Família critica morosidade da polícia
PUBLICAÇÃO
quarta-feira, 23 de dezembro de 1998
Paulo Ubiratan 
Mais de dois meses após o crime, a Polícia Civil ainda não tem pistas do assassino de José Carlos Stuchi. Ele foi morto com um tiro disparado à queima roupa, no dia 20 de outubro, no interior de sua loja - Brunas Arte -, localizada na área central de Londrina. O criminoso não roubou nada e foi visto apenas por uma testemunha quando fugia.
Familiares da vítima cobram mais empenho da Polícia. Cheguei a ajudar a polícia com R$ 50,00 para ampliação da foto do suspeito, mas fiquei sabendo que ninguém está mais investigando o crime. O delegado Jorge (Barbosa), que estava trabalhando no caso, foi transferido para o 5º Distrito Policial e o doutor Wanderci (Corral Fernandes, delegado-chefe da 10ª Subdivisão Policial) ainda não entregou o inquérito para outro delegado, afirma o empresário Mateus Casanova, sogro da vítima.
O empresário questiona o fato de a polícia não ter saído à procura do suspeito. Mateus disse que a sua família está desesperada, pois não existe uma explicação lógica para o crime. Meu genro era uma pessoa calma, honesta e não tinha inimigos. Na ocasião do crime nada levou à possibilidade dele ter reagido a um suposto assalto. Até agora o caso reveste-se de um total mistério e, por questão de cidadania, queremos saber quem cometeu o crime, desabafou. Mateus disse que sua maior preocupação é o homicídio entrar para o rol dos crimes insolúveis.

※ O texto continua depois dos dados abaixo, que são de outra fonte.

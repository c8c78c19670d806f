/// Session management module - Gateway

mod controller;
mod history;
mod seeding;
mod state;

pub use controller::{SessionController, Turn};
pub use history::{History, CLEAR_CONFIRMATION};
pub use seeding::{ensure_seeded, seed_session, SeedOutcome};
pub use state::Session;
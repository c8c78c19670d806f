use tracing::{info, warn};

use super::state::Session;
use crate::constants::{constitution_header, SYSTEM_PROMPT};
use crate::jurisdictions::DocumentSource;
use crate::models::MessageRole;
use crate::utils::JuristError;

/// What happened when a session was seeded
#[derive(Debug)]
pub enum SeedOutcome {
    /// Instruction and full constitution are in place
    Seeded,
    /// The constitution could not be loaded; the jurisdiction message has a header
    /// and an empty body
    SeededWithoutDocument(JuristError),
}

/// Rebuild the history for the session's current jurisdiction
///
/// Always clears first, so any earlier turns are gone afterwards. A document that
/// cannot be loaded does not stop seeding.
pub fn seed_session(session: &mut Session, documents: &dyn DocumentSource) -> SeedOutcome {
    let jurisdiction = session.jurisdiction().to_string();
    session.history_mut().clear();

    let (text, outcome) = match documents.load(&jurisdiction) {
        Ok(text) => (text, SeedOutcome::Seeded),
        Err(e) => {
            warn!(jurisdiction = %jurisdiction, error = %e, "seeding without constitution text");
            (String::new(), SeedOutcome::SeededWithoutDocument(e))
        }
    };

    let history = session.history_mut();
    history.append(MessageRole::System, SYSTEM_PROMPT);
    history.append(
        MessageRole::System,
        format!("{}\n{}", constitution_header(&jurisdiction), text),
    );
    session.mark_seeded();

    info!(jurisdiction = %jurisdiction, "seeded conversation");
    outcome
}

/// Seed only if the marker does not match the selected jurisdiction
pub fn ensure_seeded(session: &mut Session, documents: &dyn DocumentSource) -> Option<SeedOutcome> {
    if session.needs_seeding() {
        Some(seed_session(session, documents))
    } else {
        None
    }
}

#[cfg(test)]
mod tests {
    use super::*;
    use crate::jurisdictions::InMemoryDocumentSource;

    #[test]
    fn test_seed_produces_two_system_messages() {
        let documents = InMemoryDocumentSource::new().with_document("JP", "Article 9 ...");
        let mut session = Session::new("JP");

        let outcome = seed_session(&mut session, &documents);
        assert!(matches!(outcome, SeedOutcome::Seeded));

        let messages = session.messages();
        assert_eq!(messages.len(), 2);
        assert_eq!(messages[0].role(), MessageRole::System);
        assert_eq!(messages[0].content(), SYSTEM_PROMPT);
        assert_eq!(messages[1].role(), MessageRole::System);
        assert_eq!(messages[1].content(), "--- CONSTITUTION OF JP ---\nArticle 9 ...");
        assert_eq!(session.seeded_for(), Some("JP"));
    }

    #[test]
    fn test_seed_discards_prior_turns() {
        let documents = InMemoryDocumentSource::new().with_document("MC", "Art. 1");
        let mut session = Session::new("MC");
        session.history_mut().append(MessageRole::User, "unrelated");
        session.history_mut().append(MessageRole::Assistant, "reply");

        seed_session(&mut session, &documents);

        assert_eq!(session.messages().len(), 2);
        assert!(session.messages().iter().all(|m| m.role() == MessageRole::System));
    }

    #[test]
    fn test_missing_document_leaves_empty_section() {
        let documents = InMemoryDocumentSource::new();
        let mut session = Session::new("mc");

        let outcome = seed_session(&mut session, &documents);
        assert!(matches!(
            outcome,
            SeedOutcome::SeededWithoutDocument(JuristError::ResourceMissing { .. })
        ));
        assert_eq!(session.messages().len(), 2);
        assert_eq!(session.messages()[1].content(), "--- CONSTITUTION OF MC ---\n");
        assert_eq!(session.seeded_for(), Some("mc"));
    }

    #[test]
    fn test_ensure_seeded_runs_once() {
        let documents = InMemoryDocumentSource::new().with_document("JP", "text");
        let mut session = Session::new("JP");

        assert!(ensure_seeded(&mut session, &documents).is_some());
        session.history_mut().append(MessageRole::User, "question");
        assert!(ensure_seeded(&mut session, &documents).is_none());
        assert_eq!(session.messages().len(), 3);
    }
}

A Folha apurou junto a policiais da 10ª Subdivisão que o inquérito policial deste caso está parado por falta de efetivo. Recentemente, houve denúncias ao Conselho Comunitário de Segurança de que nenhum homicídio está sendo investigado por falta de escrivães e investigadores. Sob a alegação de que a Polícia de Londrina está sucateada por falta de maior atenção, o presidente do Conselho, Jorge Coimbra, pretende entrar na Justiça com uma ação contra o Governo do Estado. A entidade quer ainda realizar um ato público no Calçadão (área central) para discutir o problema. O delegado Wanderci foi procurado para falar a respeito mas não foi encontrado.